● Prompt: "scheme" is the word to look for; copy each line of the listing where it occurs.

(Records to process)

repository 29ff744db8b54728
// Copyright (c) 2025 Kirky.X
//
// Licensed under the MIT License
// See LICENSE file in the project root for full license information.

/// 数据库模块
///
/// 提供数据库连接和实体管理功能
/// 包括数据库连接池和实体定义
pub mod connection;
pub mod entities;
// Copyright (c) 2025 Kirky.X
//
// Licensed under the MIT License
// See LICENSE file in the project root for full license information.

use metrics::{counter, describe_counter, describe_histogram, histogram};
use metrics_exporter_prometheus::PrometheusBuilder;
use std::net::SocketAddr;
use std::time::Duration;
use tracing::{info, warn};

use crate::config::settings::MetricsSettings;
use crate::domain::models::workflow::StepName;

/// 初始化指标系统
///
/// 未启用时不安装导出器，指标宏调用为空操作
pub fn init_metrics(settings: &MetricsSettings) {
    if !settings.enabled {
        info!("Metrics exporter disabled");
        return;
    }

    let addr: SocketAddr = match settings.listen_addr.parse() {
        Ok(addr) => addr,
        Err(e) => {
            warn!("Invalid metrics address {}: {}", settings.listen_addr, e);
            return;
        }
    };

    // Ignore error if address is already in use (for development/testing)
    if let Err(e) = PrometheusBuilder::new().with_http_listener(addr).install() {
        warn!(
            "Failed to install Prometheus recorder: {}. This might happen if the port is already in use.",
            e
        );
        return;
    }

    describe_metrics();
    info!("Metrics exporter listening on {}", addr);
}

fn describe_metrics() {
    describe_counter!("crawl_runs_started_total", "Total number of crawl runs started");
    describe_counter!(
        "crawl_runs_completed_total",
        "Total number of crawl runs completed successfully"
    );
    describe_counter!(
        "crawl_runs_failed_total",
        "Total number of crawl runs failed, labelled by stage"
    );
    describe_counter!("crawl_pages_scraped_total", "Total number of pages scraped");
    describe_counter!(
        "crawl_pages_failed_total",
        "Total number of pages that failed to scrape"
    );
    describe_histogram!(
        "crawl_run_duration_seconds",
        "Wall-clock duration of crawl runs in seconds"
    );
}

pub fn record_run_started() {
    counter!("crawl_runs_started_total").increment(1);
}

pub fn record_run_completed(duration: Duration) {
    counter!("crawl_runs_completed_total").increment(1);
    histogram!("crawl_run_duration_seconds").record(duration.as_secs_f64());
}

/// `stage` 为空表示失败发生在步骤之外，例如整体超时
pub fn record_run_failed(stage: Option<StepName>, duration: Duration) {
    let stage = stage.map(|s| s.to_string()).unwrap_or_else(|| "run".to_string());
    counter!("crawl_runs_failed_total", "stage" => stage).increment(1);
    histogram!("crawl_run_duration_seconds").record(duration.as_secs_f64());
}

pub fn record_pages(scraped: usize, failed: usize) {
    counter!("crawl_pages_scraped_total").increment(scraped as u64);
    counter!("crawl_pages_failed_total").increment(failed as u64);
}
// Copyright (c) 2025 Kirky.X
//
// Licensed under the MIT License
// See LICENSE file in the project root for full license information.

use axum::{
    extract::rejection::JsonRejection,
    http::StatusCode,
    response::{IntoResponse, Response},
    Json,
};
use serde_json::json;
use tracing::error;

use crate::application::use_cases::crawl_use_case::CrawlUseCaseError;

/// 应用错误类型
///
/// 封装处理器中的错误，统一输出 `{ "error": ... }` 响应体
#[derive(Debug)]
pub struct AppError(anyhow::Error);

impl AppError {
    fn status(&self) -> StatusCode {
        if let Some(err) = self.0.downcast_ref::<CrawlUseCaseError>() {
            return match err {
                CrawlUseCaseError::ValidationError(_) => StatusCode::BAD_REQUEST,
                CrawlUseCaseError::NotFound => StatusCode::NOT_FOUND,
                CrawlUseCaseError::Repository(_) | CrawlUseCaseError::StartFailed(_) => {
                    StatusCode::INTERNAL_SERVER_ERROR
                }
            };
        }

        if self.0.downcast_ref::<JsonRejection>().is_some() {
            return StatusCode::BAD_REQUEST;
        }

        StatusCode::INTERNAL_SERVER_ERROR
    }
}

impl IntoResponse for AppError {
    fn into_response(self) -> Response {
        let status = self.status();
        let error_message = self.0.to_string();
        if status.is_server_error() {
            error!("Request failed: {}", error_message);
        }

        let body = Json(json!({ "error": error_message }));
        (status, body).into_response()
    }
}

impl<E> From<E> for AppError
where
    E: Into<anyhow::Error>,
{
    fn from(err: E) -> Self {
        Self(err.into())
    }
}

(End Records to process)
(Records to process)

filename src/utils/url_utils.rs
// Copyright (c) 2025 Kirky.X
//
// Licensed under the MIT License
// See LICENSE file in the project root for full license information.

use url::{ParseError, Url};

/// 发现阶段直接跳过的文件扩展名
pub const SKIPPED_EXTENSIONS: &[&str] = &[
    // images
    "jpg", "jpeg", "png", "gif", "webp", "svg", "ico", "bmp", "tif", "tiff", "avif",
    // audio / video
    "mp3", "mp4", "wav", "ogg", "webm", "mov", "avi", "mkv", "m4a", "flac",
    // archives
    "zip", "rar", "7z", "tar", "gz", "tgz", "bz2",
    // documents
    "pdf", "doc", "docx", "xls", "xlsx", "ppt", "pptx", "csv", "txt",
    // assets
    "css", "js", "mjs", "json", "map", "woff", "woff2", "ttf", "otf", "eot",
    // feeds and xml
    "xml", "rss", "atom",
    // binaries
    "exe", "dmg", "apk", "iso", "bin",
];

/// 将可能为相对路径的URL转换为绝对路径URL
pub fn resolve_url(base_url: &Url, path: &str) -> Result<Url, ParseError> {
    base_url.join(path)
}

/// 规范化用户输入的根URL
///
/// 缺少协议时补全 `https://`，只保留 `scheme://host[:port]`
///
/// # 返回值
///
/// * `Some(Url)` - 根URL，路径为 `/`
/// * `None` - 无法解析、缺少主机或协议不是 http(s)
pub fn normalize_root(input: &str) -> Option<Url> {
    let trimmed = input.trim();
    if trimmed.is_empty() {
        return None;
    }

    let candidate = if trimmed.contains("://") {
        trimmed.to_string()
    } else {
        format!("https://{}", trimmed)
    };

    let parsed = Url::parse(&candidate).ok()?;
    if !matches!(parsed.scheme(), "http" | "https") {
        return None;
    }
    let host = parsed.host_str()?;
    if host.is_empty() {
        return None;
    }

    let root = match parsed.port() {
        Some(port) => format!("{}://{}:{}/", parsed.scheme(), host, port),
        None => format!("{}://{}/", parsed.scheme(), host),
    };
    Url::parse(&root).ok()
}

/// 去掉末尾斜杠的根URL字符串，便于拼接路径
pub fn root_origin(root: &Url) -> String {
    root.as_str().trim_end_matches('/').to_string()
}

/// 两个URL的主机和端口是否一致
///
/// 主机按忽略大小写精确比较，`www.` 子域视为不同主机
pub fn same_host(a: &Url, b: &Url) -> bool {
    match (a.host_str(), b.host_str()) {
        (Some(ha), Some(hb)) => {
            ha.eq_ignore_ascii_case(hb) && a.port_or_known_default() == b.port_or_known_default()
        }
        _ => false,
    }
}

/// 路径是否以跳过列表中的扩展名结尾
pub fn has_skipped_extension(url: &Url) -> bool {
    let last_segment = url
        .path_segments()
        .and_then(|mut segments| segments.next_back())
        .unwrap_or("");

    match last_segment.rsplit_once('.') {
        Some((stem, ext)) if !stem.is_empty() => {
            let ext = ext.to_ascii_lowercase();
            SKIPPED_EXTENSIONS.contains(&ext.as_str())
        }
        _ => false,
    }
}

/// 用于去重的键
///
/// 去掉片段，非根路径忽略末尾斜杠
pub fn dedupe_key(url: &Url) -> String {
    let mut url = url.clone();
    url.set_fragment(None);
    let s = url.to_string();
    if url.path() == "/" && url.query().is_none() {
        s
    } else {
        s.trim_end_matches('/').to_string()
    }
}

(End Records to process)

● Completed task:
/// 缺少协议时补全 `https://`，只保留 `scheme://host[:port]`
    if !matches!(parsed.scheme(), "http" | "https") {
        Some(port) => format!("{}://{}:{}/", parsed.scheme(), host, port),
        None => format!("{}://{}/", parsed.scheme(), host),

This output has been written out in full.